Originally Posted by *mammabear61101* 
Here is what my husband said when I asked him this: "The seatbelt runs under the armrests already. The booster seat does not "stop the seatbelt". The seatbelt stops the child and the child stops the booster. Think about it. The child's body has to absorb the force of his own body PLUS the force of the booster seat. The only exception is when the booster seat has it's own restraints tying it down to the seat/vehicle."

Interesting. So does your husband think booseters are that safe in general?


----------



## an_aurora

Quote:


Originally Posted by *mammabear61101* 
Here is what my husband said when I asked him this: "The seatbelt runs under the armrests already. The booster seat does not "stop the seatbelt". The seatbelt stops the child and the child stops the booster. Think about it. The child's body has to absorb the force of his own body PLUS the force of the booster seat. The only exception is when the booster seat has it's own restraints tying it down to the seat/vehicle."

The armrests holds the belt in place. Without it there is nothing stopping the belt from riding up on the child's abdomen.


----------



## Adventuredad

Listen to Aurora above. Without armrests a booster is dangerous and there is high risk of submarining in an accident. That would mean a child sliding down under the seat belt due to not yet developed _iliac crest_ and all the force would be absorbed by the stomach most likely leading to terrible internal injuries.


----------



## soygurl

Quote:


Originally Posted by *an_aurora* 
The armrests holds the belt in place. Without it there is nothing stopping the belt from riding up on the child's abdomen.









Erm... I suppose the armrests do that to a certain extent, but it seems to me, that the MAIN thing keeping the belt from riding up on the child's abdomen is the simple fact that the booster BOOSTS the child higher up and into a position where the belt naturally lies in the correct position on the child's hips. If this isn't the case, then the child doesn't fit correctly in the booster and either needs to be in a different booster, or in a 5 pt. harness.
If the only think keeping the lap belt from riding up was the armrests, than there wouldn't be any boosters without armrests. As it is, there are. In my understanding, armrests are mainly there for the comfort of the child, and not as a key safety feature.
However, I would NEVER suggest that someone remove the armrests from a booster (or any seat!) without _specific (written) instructions from the manufacturer that doing so would not impact the safety of the seat_.

ETA: Aurora, I know as a CPST you have been trained on this matter, so I'd really appreciate it if you could explain what I may be missing, or misunderstanding about his issue.


----------



## vbactivist

Quote:


Originally Posted by *soygurl* 







Erm... I suppose the armrests do that to a certain extent, but it seems to me, that the MAIN thing keeping the belt from riding up on the child's abdomen is the simple fact that the booster BOOSTS the child higher up and into a position where the belt naturally lies in the correct position on the child's hips. If this isn't the case, then the child doesn't fit correctly in the booster and either needs to be in a different booster, or in a 5 pt. harness.
If the only think keeping the lap belt from riding up was the armrests, than there wouldn't be any boosters without armrests. As it is, there are. In my understanding, armrests are mainly there for the comfort of the child, and not as a key safety feature.
However, I would NEVER suggest that someone remove the armrests from a booster (or any seat!) without _specific (written) instructions from the manufacturer that doing so would not impact the safety of the seat_.

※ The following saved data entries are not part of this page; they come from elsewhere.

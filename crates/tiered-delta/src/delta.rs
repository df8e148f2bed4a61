//! The four-set structural delta and its canonical apply order.

use serde::{Deserialize, Serialize};
use std::collections::BTreeSet;
use tiered_core::IndexPath;

/// Difference between two snapshots.
///
/// Deletions carry coordinates in the old snapshot, insertions carry
/// coordinates in the new snapshot.
#[derive(Clone, Debug, Default, PartialEq, Eq, Serialize, Deserialize)]
pub struct Delta {
    pub deleted_sections: BTreeSet<usize>,
    pub inserted_sections: BTreeSet<usize>,
    pub deleted_items: BTreeSet<IndexPath>,
    pub inserted_items: BTreeSet<IndexPath>,
}

/// One stage of applying a delta, yielded in canonical order by
/// [`Delta::steps`].
#[derive(Clone, Copy, Debug, PartialEq, Eq)]
pub enum DeltaStep<'a> {
    DeleteSections(&'a BTreeSet<usize>),
    InsertSections(&'a BTreeSet<usize>),
    DeleteItems(&'a BTreeSet<IndexPath>),
    InsertItems(&'a BTreeSet<IndexPath>),
}

impl DeltaStep<'_> {
    pub fn is_empty(&self) -> bool {
        match self {
            DeltaStep::DeleteSections(s) | DeltaStep::InsertSections(s) => s.is_empty(),
            DeltaStep::DeleteItems(p) | DeltaStep::InsertItems(p) => p.is_empty(),
        }
    }

    pub fn len(&self) -> usize {
        match self {
            DeltaStep::DeleteSections(s) | DeltaStep::InsertSections(s) => s.len(),
            DeltaStep::DeleteItems(p) | DeltaStep::InsertItems(p) => p.len(),
        }
    }
}

impl Delta {
    pub fn new() -> Self {
        Self::default()
    }

    /// True when all four sets are empty.
    pub fn is_empty(&self) -> bool {
        self.deleted_sections.is_empty()
            && self.inserted_sections.is_empty()
            && self.deleted_items.is_empty()
            && self.inserted_items.is_empty()
    }

    /// Total number of entries across the four sets.
    pub fn len(&self) -> usize {
        self.deleted_sections.len()
            + self.inserted_sections.len()
            + self.deleted_items.len()
            + self.inserted_items.len()
    }

    /// Non-empty stages in the order consumers must apply them:
    /// deleted sections, inserted sections, deleted items, inserted items.
    pub fn steps(&self) -> impl Iterator<Item = DeltaStep<'_>> + '_ {
        [
            DeltaStep::DeleteSections(&self.deleted_sections),
            DeltaStep::InsertSections(&self.inserted_sections),
            DeltaStep::DeleteItems(&self.deleted_items),
            DeltaStep::InsertItems(&self.inserted_items),
        ]
        .into_iter()
        .filter(|step| !step.is_empty())
    }

    /// Whether item entries stay clear of sections changed as a whole:
    /// no deleted item lives in a deleted section and no inserted item lives
    /// in an inserted section.
    pub fn is_disjoint(&self) -> bool {
        self.deleted_items
            .iter()
            .all(|p| !self.deleted_sections.contains(&p.section))
            && self
                .inserted_items
                .iter()
                .all(|p| !self.inserted_sections.contains(&p.section))
    }

    /// Deleted item coordinates within one old section.
    pub fn deleted_in_section(&self, section: usize) -> impl Iterator<Item = usize> + '_ {
        items_in(&self.deleted_items, section)
    }

    /// Inserted item coordinates within one new section.
    pub fn inserted_in_section(&self, section: usize) -> impl Iterator<Item = usize> + '_ {
        items_in(&self.inserted_items, section)
    }
}

fn items_in(paths: &BTreeSet<IndexPath>, section: usize) -> impl Iterator<Item = usize> + '_ {
    paths
        .range(IndexPath::new(section, 0)..=IndexPath::new(section, usize::MAX))
        .map(|p| p.item)
}

#[cfg(test)]
mod tests {
    use super::*;

    fn sample() -> Delta {
        Delta {
            deleted_sections: [1].into_iter().collect(),
            inserted_sections: [3].into_iter().collect(),
            deleted_items: [IndexPath::new(0, 2), IndexPath::new(2, 0)].into_iter().collect(),
            inserted_items: [IndexPath::new(0, 1)].into_iter().collect(),
        }
    }

    #[test]
    fn test_empty() {
        let delta = Delta::new();
        assert!(delta.is_empty());
        assert_eq!(delta.len(), 0);
        assert_eq!(delta.steps().count(), 0);
        assert!(delta.is_disjoint());
    }

    #[test]
    fn test_steps_in_canonical_order() {
        let delta = sample();
        let kinds: Vec<_> = delta
            .steps()
            .map(|s| match s {
                DeltaStep::DeleteSections(_) => "delete_sections",
                DeltaStep::InsertSections(_) => "insert_sections",
                DeltaStep::DeleteItems(_) => "delete_items",
                DeltaStep::InsertItems(_) => "insert_items",
            })
            .collect();

        assert_eq!(
            kinds,
            vec!["delete_sections", "insert_sections", "delete_items", "insert_items"]
        );
        assert_eq!(delta.len(), 5);
    }

    #[test]
    fn test_steps_skip_empty_sets() {
        let delta = Delta {
            inserted_items: [IndexPath::new(0, 0)].into_iter().collect(),
            ..Default::default()
        };
        let steps: Vec<_> = delta.steps().collect();
        assert_eq!(steps.len(), 1);
        assert!(matches!(steps[0], DeltaStep::InsertItems(_)));
    }

    #[test]
    fn test_disjointness() {
        assert!(sample().is_disjoint());

        let mut overlapping = sample();
        overlapping.deleted_items.insert(IndexPath::new(1, 0));
        assert!(!overlapping.is_disjoint());

        let mut overlapping = sample();
        overlapping.inserted_items.insert(IndexPath::new(3, 4));
        assert!(!overlapping.is_disjoint());
    }

    #[test]
    fn test_per_section_ranges() {
        let delta = sample();
        assert_eq!(delta.deleted_in_section(0).collect::<Vec<_>>(), vec![2]);
        assert_eq!(delta.deleted_in_section(2).collect::<Vec<_>>(), vec![0]);
        assert_eq!(delta.inserted_in_section(1).count(), 0);
    }

    #[test]
    fn test_serde_shape() {
        let json = serde_json::to_value(sample()).unwrap();
        assert_eq!(json["deleted_sections"], serde_json::json!([1]));
        assert_eq!(
            json["inserted_items"],
            serde_json::json!([{ "section": 0, "item": 1 }])
        );
    }
}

ETA: Aurora, I know as a CPST you have been trained on this matter, so I'd really appreciate it if you could explain what I may be missing, or misunderstanding about his issue.










I haev a 5 point booster that converts to a seatbelt booster and it doesn't have arm r ests.

nak


----------



## homebirthbaby

Quote:


Originally Posted by *vbactivist* 
I haev a 5 point booster that converts to a seatbelt booster and it doesn't have arm r ests.

nak

Other boosters are designed differently with ways to keep the belt low on the child's hips.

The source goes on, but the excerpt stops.